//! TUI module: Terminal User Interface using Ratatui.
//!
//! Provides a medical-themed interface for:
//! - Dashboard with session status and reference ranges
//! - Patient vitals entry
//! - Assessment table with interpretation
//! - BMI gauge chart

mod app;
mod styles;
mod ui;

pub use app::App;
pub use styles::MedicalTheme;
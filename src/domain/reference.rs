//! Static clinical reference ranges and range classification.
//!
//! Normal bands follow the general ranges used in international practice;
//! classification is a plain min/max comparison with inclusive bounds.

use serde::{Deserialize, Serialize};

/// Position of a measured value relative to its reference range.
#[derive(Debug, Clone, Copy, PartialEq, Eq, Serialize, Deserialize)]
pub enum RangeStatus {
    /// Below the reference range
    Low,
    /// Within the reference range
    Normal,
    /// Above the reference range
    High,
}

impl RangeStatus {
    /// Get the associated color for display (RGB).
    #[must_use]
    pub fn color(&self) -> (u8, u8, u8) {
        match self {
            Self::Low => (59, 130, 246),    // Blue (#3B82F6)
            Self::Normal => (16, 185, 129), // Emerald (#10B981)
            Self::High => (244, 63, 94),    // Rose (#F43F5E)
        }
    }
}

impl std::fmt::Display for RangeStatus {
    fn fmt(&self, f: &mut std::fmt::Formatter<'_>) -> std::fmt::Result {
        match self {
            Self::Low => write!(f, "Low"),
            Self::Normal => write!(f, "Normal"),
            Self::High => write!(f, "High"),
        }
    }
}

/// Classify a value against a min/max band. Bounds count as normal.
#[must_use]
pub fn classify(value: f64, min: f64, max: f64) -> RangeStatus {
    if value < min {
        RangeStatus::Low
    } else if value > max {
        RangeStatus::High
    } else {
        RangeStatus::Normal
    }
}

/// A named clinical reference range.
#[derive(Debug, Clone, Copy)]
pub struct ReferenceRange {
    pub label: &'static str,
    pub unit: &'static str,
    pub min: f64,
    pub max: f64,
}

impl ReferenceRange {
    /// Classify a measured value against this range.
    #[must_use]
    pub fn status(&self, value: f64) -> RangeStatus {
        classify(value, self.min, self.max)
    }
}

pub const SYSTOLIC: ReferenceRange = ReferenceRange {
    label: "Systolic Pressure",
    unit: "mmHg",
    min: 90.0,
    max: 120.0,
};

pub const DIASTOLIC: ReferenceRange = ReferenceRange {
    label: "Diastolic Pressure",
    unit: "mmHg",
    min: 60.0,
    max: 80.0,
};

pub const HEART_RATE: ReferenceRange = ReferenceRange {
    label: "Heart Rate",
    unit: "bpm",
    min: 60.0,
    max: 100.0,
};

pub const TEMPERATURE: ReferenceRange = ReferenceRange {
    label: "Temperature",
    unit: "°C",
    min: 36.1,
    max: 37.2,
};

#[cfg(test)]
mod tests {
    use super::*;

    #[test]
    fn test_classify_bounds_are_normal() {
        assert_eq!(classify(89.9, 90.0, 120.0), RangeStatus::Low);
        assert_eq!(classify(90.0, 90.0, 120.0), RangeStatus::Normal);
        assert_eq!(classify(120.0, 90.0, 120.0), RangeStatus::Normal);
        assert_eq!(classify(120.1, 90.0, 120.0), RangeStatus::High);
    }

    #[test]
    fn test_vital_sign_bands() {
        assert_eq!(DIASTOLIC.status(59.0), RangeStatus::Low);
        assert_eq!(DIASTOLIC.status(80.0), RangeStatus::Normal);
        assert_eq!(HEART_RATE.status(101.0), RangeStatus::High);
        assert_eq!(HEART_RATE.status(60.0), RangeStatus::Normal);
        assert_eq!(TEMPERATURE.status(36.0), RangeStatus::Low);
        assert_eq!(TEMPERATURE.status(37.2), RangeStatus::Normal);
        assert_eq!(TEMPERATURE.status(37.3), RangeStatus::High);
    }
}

· · ·

Required action:
Print the whole listing exactly as it is.

Response to the task:
//! TUI module: Terminal User Interface using Ratatui.
//!
//! Provides a medical-themed interface for:
//! - Dashboard with session status and reference ranges
//! - Patient vitals entry
//! - Assessment table with interpretation
//! - BMI gauge chart

mod app;
mod styles;
mod ui;

pub use app::App;
pub use styles::MedicalTheme;
filename src/domain/reference.rs
//! Static clinical reference ranges and range classification.
//!
//! Normal bands follow the general ranges used in international practice;
//! classification is a plain min/max comparison with inclusive bounds.

use serde::{Deserialize, Serialize};

/// Position of a measured value relative to its reference range.
#[derive(Debug, Clone, Copy, PartialEq, Eq, Serialize, Deserialize)]
pub enum RangeStatus {
    /// Below the reference range
    Low,
    /// Within the reference range
    Normal,
    /// Above the reference range
    High,
}

impl RangeStatus {
    /// Get the associated color for display (RGB).
    #[must_use]
    pub fn color(&self) -> (u8, u8, u8) {
        match self {
            Self::Low => (59, 130, 246),    // Blue (#3B82F6)
            Self::Normal => (16, 185, 129), // Emerald (#10B981)
            Self::High => (244, 63, 94),    // Rose (#F43F5E)
        }
    }
}

impl std::fmt::Display for RangeStatus {
    fn fmt(&self, f: &mut std::fmt::Formatter<'_>) -> std::fmt::Result {
        match self {
            Self::Low => write!(f, "Low"),
            Self::Normal => write!(f, "Normal"),
            Self::High => write!(f, "High"),
        }
    }
}

/// Classify a value against a min/max band. Bounds count as normal.
#[must_use]
pub fn classify(value: f64, min: f64, max: f64) -> RangeStatus {
    if value < min {
        RangeStatus::Low
    } else if value > max {
        RangeStatus::High
    } else {
        RangeStatus::Normal
    }
}

/// A named clinical reference range.
#[derive(Debug, Clone, Copy)]
pub struct ReferenceRange {
    pub label: &'static str,
    pub unit: &'static str,
    pub min: f64,
    pub max: f64,
}

impl ReferenceRange {
    /// Classify a measured value against this range.
    #[must_use]
    pub fn status(&self, value: f64) -> RangeStatus {
        classify(value, self.min, self.max)
    }
}

pub const SYSTOLIC: ReferenceRange = ReferenceRange {
    label: "Systolic Pressure",
    unit: "mmHg",
    min: 90.0,
    max: 120.0,
};

pub const DIASTOLIC: ReferenceRange = ReferenceRange {
    label: "Diastolic Pressure",
    unit: "mmHg",
    min: 60.0,
    max: 80.0,
};

pub const HEART_RATE: ReferenceRange = ReferenceRange {
    label: "Heart Rate",
    unit: "bpm",
    min: 60.0,
    max: 100.0,
};

pub const TEMPERATURE: ReferenceRange = ReferenceRange {
    label: "Temperature",
    unit: "°C",
    min: 36.1,
    max: 37.2,
};

#[cfg(test)]
mod tests {
    use super::*;

    #[test]
    fn test_classify_bounds_are_normal() {
        assert_eq!(classify(89.9, 90.0, 120.0), RangeStatus::Low);
        assert_eq!(classify(90.0, 90.0, 120.0), RangeStatus::Normal);
        assert_eq!(classify(120.0, 90.0, 120.0), RangeStatus::Normal);
        assert_eq!(classify(120.1, 90.0, 120.0), RangeStatus::High);
    }

    #[test]
    fn test_vital_sign_bands() {
        assert_eq!(DIASTOLIC.status(59.0), RangeStatus::Low);
        assert_eq!(DIASTOLIC.status(80.0), RangeStatus::Normal);
        assert_eq!(HEART_RATE.status(101.0), RangeStatus::High);
        assert_eq!(HEART_RATE.status(60.0), RangeStatus::Normal);
        assert_eq!(TEMPERATURE.status(36.0), RangeStatus::Low);
        assert_eq!(TEMPERATURE.status(37.2), RangeStatus::Normal);
        assert_eq!(TEMPERATURE.status(37.3), RangeStatus::High);
    }
}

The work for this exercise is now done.